TASK GOAL
Please retype the records below exactly, from the first line down to and including the line with "(salt.len() % 2".

SOURCE MATERIAL
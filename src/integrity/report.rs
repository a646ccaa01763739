//! Parsers for the textual reports of `veritysetup` and `blkid`.
//!
//! Grammar of a `veritysetup` field line:
//!
//! ```text
//! line   := ws* MARKER ws+ TOKEN ws*
//! MARKER := "UUID:" | "Root hash:" | "Salt:"
//! TOKEN  := one whitespace-free word of a fixed width
//! ```
//!
//! Every field must appear exactly once. A second `Root hash:` line is just
//! as fatal as a missing one: either means the report is not the one we
//! think it is.

use crate::error::{ComposeError, Result};

pub const UUID_MARKER: &str = "UUID:";
pub const ROOT_HASH_MARKER: &str = "Root hash:";
pub const SALT_MARKER: &str = "Salt:";

pub const UUID_LEN: usize = 36;
pub const ROOT_HASH_LEN: usize = 64;

/// Fields of a `veritysetup format` report.
#[derive(Debug, Clone, PartialEq, Eq)]
pub struct FormatReport {
    pub uuid: String,
    pub root_hash: String,
}

/// Fields of a `veritysetup dump` report.
#[derive(Debug, Clone, PartialEq, Eq)]
pub struct DumpReport {
    pub uuid: String,
    pub salt: String,
}

pub fn parse_format_report(text: &str) -> Result<FormatReport> {
    const SOURCE: &str = "veritysetup format report";
    let uuid = single_field(text, UUID_MARKER, SOURCE)?;
    check_uuid(uuid, SOURCE)?;
    let root_hash = single_field(text, ROOT_HASH_MARKER, SOURCE)?;
    check_hex(root_hash, ROOT_HASH_LEN, "root hash", SOURCE)?;
    Ok(FormatReport {
        uuid: uuid.to_string(),
        root_hash: root_hash.to_ascii_lowercase(),
    })
}

pub fn parse_dump_report(text: &str) -> Result<DumpReport> {
    const SOURCE: &str = "veritysetup dump report";
    let uuid = single_field(text, UUID_MARKER, SOURCE)?;
    check_uuid(uuid, SOURCE)?;
    let salt = single_field(text, SALT_MARKER, SOURCE)?;
    // "-" is how veritysetup prints an empty salt.
    if salt != "-" && (salt.len() % 2 != 0 || !salt.chars().all(|c| c.is_ascii_hexdigit())) {
        return Err(ComposeError::parse(
            SOURCE,
            format!("salt '{salt}' is not a hex string"),
        ));
    }
    Ok(DumpReport {
        uuid: uuid.to_string(),
        salt: salt.to_string(),
    })
}

/// Extract the single `UUID="..."` token from `blkid` output.
///
/// `PARTUUID=` and `UUID_SUB=` tokens are different keys and are ignored.
pub fn parse_blkid_uuid(text: &str) -> Result<String> {
    const SOURCE: &str = "blkid output";
    let found: Vec<&str> = text
        .split_whitespace()
        .filter_map(|token| token.strip_prefix("UUID=\""))
        .filter_map(|rest| rest.strip_suffix('"'))
        .collect();
    match found.as_slice() {
        [uuid] => {
            check_uuid(uuid, SOURCE)?;
            Ok(uuid.to_string())
        }
        [] => Err(ComposeError::parse(SOURCE, "no UUID=\"...\" token")),
        many => Err(ComposeError::parse(
            SOURCE,
            format!("{} UUID=\"...\" tokens", many.len()),
        )),
    }
}

/// The token following `marker`, which must start exactly one line.
fn single_field<'a>(text: &'a str, marker: &str, source: &str) -> Result<&'a str> {
    let mut values = text
        .lines()
        .filter_map(|line| line.trim_start().strip_prefix(marker));

    let rest = values
        .next()
        .ok_or_else(|| ComposeError::parse(source, format!("missing '{marker}' line")))?;
    if values.next().is_some() {
        return Err(ComposeError::parse(
            source,
            format!("duplicate '{marker}' line"),
        ));
    }

    let mut words = rest.split_whitespace();
    match (words.next(), words.next()) {
        (Some(token), None) => Ok(token),
        (None, _) => Err(ComposeError::parse(
            source,
            format!("'{marker}' line has no value"),
        )),
        (Some(_), Some(_)) => Err(ComposeError::parse(
            source,
            format!("'{marker}' line has trailing data"),
        )),
    }
}

fn check_uuid(value: &str, source: &str) -> Result<()> {
    if is_canonical_uuid(value) {
        return Ok(());
    }
    Err(ComposeError::parse(
        source,
        format!(
            "UUID '{value}' is not a {UUID_LEN}-character canonical UUID (got {} characters)",
            value.len()
        ),
    ))
}

fn check_hex(value: &str, len: usize, what: &str, source: &str) -> Result<()> {
    if value.len() == len && value.chars().all(|c| c.is_ascii_hexdigit()) {
        return Ok(());
    }
    Err(ComposeError::parse(
        source,
        format!(
            "{what} must be {len} hex characters, got {} ('{value}')",
            value.len()
        ),
    ))
}

/// `8-4-4-4-12` hex groups, 36 characters in total.
pub fn is_canonical_uuid(s: &str) -> bool {
    s.len() == UUID_LEN
        && s.char_indices().all(|(i, c)| match i {
            8 | 13 | 18 | 23 => c == '-',
            _ => c.is_ascii_hexdigit(),
        })
}

/// Exactly `ROOT_HASH_LEN` hex characters.
pub fn is_root_hash(s: &str) -> bool {
    s.len() == ROOT_HASH_LEN && s.chars().all(|c| c.is_ascii_hexdigit())
}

RESULT
filename src/integrity/report.rs
repository a646ccaa01763739
//! Parsers for the textual reports of `veritysetup` and `blkid`.
//!
//! Grammar of a `veritysetup` field line:
//!
//! ```text
//! line   := ws* MARKER ws+ TOKEN ws*
//! MARKER := "UUID:" | "Root hash:" | "Salt:"
//! TOKEN  := one whitespace-free word of a fixed width
//! ```
//!
//! Every field must appear exactly once. A second `Root hash:` line is just
//! as fatal as a missing one: either means the report is not the one we
//! think it is.

use crate::error::{ComposeError, Result};

pub const UUID_MARKER: &str = "UUID:";
pub const ROOT_HASH_MARKER: &str = "Root hash:";
pub const SALT_MARKER: &str = "Salt:";

pub const UUID_LEN: usize = 36;
pub const ROOT_HASH_LEN: usize = 64;

/// Fields of a `veritysetup format` report.
#[derive(Debug, Clone, PartialEq, Eq)]
pub struct FormatReport {
    pub uuid: String,
    pub root_hash: String,
}

/// Fields of a `veritysetup dump` report.
#[derive(Debug, Clone, PartialEq, Eq)]
pub struct DumpReport {
    pub uuid: String,
    pub salt: String,
}

pub fn parse_format_report(text: &str) -> Result<FormatReport> {
    const SOURCE: &str = "veritysetup format report";
    let uuid = single_field(text, UUID_MARKER, SOURCE)?;
    check_uuid(uuid, SOURCE)?;
    let root_hash = single_field(text, ROOT_HASH_MARKER, SOURCE)?;
    check_hex(root_hash, ROOT_HASH_LEN, "root hash", SOURCE)?;
    Ok(FormatReport {
        uuid: uuid.to_string(),
        root_hash: root_hash.to_ascii_lowercase(),
    })
}

pub fn parse_dump_report(text: &str) -> Result<DumpReport> {
    const SOURCE: &str = "veritysetup dump report";
    let uuid = single_field(text, UUID_MARKER, SOURCE)?;
    check_uuid(uuid, SOURCE)?;
    let salt = single_field(text, SALT_MARKER, SOURCE)?;
    // "-" is how veritysetup prints an empty salt.
    if salt != "-" && (salt.len() % 2 != 0 || !salt.chars().all(|c| c.is_ascii_hexdigit())) {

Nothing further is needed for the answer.